- [WHAT YOU HAVE TO DO] Copy every line in the records below that contains the word "RecordPatch".

- [AVAILABLE DATA]
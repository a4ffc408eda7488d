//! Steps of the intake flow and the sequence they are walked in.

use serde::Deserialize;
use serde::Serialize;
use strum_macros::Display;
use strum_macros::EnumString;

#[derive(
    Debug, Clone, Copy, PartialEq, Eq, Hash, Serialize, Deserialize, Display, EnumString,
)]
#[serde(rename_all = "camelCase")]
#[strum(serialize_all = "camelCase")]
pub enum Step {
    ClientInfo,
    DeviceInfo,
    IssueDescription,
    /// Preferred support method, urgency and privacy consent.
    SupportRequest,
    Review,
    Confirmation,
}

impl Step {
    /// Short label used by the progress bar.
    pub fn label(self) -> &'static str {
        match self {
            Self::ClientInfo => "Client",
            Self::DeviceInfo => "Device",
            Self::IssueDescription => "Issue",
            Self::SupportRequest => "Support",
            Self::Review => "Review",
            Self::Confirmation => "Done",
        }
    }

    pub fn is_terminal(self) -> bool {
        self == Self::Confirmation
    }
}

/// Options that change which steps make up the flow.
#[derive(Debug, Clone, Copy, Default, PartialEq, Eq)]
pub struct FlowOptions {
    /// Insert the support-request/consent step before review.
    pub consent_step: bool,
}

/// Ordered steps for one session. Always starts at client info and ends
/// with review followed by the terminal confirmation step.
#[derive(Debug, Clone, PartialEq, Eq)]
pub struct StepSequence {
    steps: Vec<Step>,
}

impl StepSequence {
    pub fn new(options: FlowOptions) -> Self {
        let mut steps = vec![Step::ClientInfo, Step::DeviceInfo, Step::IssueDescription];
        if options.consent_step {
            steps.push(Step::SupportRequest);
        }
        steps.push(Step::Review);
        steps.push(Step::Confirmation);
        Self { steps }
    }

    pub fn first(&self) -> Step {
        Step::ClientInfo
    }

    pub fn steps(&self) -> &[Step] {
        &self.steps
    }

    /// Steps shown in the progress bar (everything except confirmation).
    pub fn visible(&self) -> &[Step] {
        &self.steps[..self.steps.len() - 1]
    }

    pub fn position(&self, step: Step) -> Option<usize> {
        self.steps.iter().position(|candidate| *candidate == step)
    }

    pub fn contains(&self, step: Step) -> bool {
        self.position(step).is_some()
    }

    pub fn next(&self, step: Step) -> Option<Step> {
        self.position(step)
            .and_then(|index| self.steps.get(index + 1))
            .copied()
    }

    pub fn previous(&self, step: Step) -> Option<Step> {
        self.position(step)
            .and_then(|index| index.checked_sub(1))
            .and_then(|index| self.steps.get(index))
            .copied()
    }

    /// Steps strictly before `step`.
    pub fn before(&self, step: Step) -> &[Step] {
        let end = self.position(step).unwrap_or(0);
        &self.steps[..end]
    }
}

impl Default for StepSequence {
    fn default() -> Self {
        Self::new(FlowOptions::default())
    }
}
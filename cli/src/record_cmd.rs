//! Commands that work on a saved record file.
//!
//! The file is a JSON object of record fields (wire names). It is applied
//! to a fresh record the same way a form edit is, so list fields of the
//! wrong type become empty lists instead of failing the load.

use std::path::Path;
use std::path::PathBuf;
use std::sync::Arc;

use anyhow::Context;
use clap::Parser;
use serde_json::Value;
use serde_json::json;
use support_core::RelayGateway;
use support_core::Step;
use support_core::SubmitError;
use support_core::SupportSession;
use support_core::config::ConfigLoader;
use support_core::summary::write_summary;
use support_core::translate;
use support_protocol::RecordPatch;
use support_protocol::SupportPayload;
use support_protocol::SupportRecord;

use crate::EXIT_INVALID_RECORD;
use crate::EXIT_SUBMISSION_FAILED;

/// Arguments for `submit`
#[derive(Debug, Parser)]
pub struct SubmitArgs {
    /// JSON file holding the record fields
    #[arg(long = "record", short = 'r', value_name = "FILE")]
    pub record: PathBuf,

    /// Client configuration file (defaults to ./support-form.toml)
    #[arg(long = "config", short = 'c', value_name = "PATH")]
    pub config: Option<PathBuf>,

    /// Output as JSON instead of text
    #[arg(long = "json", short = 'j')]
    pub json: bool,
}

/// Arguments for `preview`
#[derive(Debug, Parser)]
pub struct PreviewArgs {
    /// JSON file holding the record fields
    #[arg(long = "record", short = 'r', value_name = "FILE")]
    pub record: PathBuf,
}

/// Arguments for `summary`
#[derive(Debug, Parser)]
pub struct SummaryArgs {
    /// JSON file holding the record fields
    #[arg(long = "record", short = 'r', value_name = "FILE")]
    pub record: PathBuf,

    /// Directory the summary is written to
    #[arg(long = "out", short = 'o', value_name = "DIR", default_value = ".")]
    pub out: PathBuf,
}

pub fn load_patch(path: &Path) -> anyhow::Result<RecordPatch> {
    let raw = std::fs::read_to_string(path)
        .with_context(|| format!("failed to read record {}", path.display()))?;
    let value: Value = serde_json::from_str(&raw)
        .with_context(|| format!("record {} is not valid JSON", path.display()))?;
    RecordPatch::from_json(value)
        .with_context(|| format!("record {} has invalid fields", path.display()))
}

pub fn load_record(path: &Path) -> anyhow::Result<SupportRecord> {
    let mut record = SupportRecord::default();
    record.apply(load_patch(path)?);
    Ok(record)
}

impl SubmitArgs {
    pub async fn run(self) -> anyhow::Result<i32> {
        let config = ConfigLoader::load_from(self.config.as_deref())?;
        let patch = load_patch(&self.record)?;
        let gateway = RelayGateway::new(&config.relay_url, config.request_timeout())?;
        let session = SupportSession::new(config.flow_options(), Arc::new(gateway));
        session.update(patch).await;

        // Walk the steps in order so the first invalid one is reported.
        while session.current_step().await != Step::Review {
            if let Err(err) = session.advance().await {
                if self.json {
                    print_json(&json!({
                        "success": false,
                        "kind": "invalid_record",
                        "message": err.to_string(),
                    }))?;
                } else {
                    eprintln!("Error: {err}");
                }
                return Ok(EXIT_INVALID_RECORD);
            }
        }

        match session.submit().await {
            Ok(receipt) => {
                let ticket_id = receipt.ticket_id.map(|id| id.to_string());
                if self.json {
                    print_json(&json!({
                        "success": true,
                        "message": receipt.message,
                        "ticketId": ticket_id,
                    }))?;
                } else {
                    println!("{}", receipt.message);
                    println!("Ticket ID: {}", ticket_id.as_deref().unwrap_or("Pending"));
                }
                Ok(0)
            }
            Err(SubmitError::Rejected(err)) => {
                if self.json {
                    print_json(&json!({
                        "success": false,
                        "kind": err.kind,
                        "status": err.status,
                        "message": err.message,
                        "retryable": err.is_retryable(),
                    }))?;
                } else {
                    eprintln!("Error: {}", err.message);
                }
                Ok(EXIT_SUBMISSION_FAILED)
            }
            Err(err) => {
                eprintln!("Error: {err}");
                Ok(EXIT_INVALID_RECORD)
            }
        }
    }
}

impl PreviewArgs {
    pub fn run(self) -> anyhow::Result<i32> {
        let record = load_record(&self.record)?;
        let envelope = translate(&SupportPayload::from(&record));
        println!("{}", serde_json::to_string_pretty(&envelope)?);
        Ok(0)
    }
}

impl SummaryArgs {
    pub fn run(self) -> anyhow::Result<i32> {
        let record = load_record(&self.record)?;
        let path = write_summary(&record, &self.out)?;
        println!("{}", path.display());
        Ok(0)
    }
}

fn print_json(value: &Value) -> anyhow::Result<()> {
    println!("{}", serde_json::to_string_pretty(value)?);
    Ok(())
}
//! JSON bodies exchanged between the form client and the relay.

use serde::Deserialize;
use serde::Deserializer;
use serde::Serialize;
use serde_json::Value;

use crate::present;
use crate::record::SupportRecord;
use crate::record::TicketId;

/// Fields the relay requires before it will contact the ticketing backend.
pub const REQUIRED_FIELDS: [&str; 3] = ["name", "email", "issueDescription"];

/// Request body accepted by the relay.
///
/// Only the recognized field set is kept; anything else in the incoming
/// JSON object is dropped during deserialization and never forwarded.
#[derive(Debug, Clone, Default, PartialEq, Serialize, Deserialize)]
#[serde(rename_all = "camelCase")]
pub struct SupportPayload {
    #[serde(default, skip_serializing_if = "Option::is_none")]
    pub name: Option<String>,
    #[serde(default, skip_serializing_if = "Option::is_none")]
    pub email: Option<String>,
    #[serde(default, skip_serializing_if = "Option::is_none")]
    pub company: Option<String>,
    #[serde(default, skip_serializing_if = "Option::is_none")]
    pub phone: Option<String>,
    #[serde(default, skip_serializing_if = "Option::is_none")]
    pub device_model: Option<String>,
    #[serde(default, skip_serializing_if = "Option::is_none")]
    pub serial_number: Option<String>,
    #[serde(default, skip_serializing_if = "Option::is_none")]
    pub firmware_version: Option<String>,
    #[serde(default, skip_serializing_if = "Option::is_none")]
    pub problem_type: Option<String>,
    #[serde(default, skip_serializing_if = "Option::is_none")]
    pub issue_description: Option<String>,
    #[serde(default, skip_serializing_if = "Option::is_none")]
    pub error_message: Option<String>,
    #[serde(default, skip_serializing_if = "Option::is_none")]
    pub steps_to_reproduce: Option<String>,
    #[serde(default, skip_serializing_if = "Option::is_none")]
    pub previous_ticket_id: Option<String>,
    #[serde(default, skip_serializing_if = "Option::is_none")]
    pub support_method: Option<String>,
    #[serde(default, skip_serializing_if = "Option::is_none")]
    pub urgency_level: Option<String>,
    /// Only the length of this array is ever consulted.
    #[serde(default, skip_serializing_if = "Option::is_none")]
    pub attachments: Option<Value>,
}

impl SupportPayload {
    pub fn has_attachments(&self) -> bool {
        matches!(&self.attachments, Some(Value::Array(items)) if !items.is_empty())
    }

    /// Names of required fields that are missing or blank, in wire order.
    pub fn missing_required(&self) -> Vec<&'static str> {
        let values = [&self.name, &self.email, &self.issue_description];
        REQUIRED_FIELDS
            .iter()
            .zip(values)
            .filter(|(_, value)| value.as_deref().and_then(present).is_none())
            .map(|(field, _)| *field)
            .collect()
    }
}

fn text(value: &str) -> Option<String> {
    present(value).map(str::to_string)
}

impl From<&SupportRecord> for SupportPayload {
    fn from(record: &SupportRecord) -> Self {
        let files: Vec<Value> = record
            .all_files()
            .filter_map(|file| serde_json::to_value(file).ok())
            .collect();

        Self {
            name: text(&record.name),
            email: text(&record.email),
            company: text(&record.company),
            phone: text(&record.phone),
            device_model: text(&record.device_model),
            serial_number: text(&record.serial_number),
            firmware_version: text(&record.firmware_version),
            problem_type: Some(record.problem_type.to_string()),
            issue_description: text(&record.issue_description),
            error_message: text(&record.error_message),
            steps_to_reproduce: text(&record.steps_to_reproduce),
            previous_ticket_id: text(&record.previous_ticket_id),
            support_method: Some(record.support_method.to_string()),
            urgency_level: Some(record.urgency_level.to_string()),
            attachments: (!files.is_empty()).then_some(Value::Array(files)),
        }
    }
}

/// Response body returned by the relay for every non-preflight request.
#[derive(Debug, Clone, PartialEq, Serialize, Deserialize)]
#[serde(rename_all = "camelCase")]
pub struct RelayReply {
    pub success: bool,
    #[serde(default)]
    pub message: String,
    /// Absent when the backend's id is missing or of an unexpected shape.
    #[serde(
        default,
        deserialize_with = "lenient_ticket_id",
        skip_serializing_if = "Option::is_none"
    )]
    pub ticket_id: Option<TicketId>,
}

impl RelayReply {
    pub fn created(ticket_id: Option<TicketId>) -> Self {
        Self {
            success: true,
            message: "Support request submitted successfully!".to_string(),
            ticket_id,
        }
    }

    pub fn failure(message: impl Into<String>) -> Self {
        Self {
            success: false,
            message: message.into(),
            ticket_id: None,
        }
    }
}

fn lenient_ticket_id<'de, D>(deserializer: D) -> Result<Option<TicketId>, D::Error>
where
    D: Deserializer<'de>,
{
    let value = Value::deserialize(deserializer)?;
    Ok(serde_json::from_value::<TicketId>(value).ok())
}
* * *
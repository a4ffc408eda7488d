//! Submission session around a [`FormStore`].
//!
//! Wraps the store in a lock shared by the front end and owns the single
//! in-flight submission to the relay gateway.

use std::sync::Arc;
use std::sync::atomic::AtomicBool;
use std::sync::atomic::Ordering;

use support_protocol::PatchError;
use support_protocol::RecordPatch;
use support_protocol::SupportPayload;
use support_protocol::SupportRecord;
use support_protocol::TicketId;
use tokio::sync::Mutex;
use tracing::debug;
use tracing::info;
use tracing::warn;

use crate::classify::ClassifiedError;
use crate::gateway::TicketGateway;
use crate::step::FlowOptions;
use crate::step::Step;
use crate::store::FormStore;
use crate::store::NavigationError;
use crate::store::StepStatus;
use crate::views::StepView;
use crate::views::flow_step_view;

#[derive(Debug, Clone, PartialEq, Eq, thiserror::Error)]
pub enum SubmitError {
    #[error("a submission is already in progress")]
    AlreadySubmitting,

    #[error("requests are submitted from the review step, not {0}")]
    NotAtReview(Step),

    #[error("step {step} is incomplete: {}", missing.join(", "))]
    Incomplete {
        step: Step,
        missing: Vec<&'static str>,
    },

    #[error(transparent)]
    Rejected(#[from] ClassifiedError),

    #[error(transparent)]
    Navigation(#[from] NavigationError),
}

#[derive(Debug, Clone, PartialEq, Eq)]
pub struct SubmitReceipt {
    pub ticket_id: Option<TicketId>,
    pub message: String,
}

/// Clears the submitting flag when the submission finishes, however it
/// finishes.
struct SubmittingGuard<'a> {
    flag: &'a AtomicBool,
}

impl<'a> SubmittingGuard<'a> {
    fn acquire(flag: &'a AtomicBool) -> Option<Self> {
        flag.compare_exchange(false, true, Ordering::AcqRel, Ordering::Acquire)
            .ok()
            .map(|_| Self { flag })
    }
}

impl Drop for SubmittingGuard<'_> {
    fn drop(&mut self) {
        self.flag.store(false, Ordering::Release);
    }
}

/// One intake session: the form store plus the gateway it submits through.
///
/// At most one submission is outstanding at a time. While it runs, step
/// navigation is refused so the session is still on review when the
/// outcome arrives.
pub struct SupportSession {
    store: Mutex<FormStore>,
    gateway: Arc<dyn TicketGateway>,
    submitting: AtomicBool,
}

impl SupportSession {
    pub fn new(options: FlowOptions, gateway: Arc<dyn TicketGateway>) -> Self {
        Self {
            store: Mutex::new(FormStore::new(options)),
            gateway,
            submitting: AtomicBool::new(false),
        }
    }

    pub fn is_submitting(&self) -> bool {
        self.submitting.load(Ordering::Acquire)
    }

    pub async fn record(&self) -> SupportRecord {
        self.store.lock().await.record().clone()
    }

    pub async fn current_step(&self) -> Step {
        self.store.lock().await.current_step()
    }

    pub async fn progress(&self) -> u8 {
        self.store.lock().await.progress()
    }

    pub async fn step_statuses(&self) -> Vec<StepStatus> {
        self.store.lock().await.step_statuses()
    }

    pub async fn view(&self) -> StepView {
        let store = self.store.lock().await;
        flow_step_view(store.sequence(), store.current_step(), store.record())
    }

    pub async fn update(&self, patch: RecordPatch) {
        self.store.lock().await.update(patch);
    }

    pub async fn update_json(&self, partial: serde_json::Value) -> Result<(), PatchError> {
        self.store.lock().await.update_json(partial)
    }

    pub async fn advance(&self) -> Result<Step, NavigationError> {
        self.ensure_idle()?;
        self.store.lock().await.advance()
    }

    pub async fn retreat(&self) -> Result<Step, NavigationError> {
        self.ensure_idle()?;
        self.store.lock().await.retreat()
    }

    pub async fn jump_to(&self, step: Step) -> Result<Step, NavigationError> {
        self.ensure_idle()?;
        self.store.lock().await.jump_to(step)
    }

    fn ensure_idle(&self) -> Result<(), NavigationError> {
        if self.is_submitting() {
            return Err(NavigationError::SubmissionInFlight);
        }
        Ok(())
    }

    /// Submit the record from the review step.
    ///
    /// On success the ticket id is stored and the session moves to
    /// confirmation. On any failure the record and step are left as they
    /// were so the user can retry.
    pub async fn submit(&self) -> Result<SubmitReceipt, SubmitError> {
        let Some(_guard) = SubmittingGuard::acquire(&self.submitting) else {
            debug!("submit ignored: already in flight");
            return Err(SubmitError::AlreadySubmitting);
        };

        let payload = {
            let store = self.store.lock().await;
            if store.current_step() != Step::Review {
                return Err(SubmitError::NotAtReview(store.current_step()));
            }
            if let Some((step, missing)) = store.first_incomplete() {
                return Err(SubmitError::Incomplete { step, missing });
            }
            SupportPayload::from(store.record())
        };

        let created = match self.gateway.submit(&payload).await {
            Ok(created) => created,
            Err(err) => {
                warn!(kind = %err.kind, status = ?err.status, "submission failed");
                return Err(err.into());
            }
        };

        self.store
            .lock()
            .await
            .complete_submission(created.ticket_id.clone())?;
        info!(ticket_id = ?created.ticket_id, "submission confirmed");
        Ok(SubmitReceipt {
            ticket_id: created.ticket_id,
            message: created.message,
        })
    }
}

- [WRITTEN RESPONSE]
use support_protocol::RecordPatch;
pub fn load_patch(path: &Path) -> anyhow::Result<RecordPatch> {
    RecordPatch::from_json(value)
use support_protocol::RecordPatch;
    pub async fn update(&self, patch: RecordPatch) {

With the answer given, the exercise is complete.